- Stored data:
────

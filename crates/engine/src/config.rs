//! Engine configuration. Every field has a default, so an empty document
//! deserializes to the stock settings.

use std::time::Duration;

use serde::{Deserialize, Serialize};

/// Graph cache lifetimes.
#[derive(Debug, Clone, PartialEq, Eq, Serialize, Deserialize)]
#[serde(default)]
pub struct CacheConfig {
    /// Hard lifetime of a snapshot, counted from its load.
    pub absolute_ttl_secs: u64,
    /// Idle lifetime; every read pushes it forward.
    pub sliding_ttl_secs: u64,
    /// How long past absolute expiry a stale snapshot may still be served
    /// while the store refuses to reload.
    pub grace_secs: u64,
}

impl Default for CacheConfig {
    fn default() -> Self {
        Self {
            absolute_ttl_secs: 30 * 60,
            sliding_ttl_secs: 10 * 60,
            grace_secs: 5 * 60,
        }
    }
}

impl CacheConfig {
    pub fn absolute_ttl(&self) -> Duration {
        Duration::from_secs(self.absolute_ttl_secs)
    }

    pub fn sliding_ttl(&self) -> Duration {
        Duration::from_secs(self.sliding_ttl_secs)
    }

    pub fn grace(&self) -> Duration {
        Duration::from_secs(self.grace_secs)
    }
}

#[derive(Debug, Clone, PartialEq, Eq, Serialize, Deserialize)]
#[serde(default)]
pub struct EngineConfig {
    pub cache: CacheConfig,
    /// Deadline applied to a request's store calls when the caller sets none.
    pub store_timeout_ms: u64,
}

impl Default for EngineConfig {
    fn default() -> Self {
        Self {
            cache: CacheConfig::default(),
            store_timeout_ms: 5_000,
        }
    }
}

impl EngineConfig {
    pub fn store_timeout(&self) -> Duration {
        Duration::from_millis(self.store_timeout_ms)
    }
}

────

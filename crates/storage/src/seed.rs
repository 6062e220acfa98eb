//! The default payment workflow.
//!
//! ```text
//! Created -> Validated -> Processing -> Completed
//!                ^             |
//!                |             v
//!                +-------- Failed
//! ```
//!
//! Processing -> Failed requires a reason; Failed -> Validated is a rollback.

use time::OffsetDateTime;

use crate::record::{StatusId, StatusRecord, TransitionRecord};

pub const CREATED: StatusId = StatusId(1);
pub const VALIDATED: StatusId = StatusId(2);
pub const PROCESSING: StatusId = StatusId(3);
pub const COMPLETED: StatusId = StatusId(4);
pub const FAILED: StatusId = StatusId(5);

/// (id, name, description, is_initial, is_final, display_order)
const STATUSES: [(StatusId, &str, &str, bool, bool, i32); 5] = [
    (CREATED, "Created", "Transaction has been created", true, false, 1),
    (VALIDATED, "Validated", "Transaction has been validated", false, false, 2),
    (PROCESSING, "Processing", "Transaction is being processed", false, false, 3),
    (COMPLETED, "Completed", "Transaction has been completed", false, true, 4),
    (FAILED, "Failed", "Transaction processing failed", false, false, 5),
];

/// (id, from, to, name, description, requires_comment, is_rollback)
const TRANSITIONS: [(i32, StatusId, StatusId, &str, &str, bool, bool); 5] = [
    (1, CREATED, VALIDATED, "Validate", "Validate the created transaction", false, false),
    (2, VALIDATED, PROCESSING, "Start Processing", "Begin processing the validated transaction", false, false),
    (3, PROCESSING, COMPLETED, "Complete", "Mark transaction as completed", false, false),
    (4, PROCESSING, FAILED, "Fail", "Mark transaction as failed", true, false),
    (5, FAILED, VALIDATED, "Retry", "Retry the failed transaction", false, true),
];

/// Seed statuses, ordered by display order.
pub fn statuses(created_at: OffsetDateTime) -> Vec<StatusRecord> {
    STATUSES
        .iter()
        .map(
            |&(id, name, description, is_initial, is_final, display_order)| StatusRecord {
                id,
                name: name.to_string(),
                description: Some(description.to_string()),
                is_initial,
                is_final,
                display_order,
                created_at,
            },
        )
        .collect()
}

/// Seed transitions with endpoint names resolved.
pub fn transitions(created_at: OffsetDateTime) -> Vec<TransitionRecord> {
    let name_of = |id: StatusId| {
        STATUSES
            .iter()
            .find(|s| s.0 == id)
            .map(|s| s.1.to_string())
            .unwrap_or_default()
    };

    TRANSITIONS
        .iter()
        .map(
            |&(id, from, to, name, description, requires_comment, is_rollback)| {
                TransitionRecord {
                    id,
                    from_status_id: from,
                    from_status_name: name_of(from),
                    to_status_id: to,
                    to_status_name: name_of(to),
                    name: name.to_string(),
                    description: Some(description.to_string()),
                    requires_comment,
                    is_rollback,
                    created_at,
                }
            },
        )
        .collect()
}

────

- What you will do: Using the entries above, determine how many lines include the string "const" and write only that number.

- Answer for the task: 7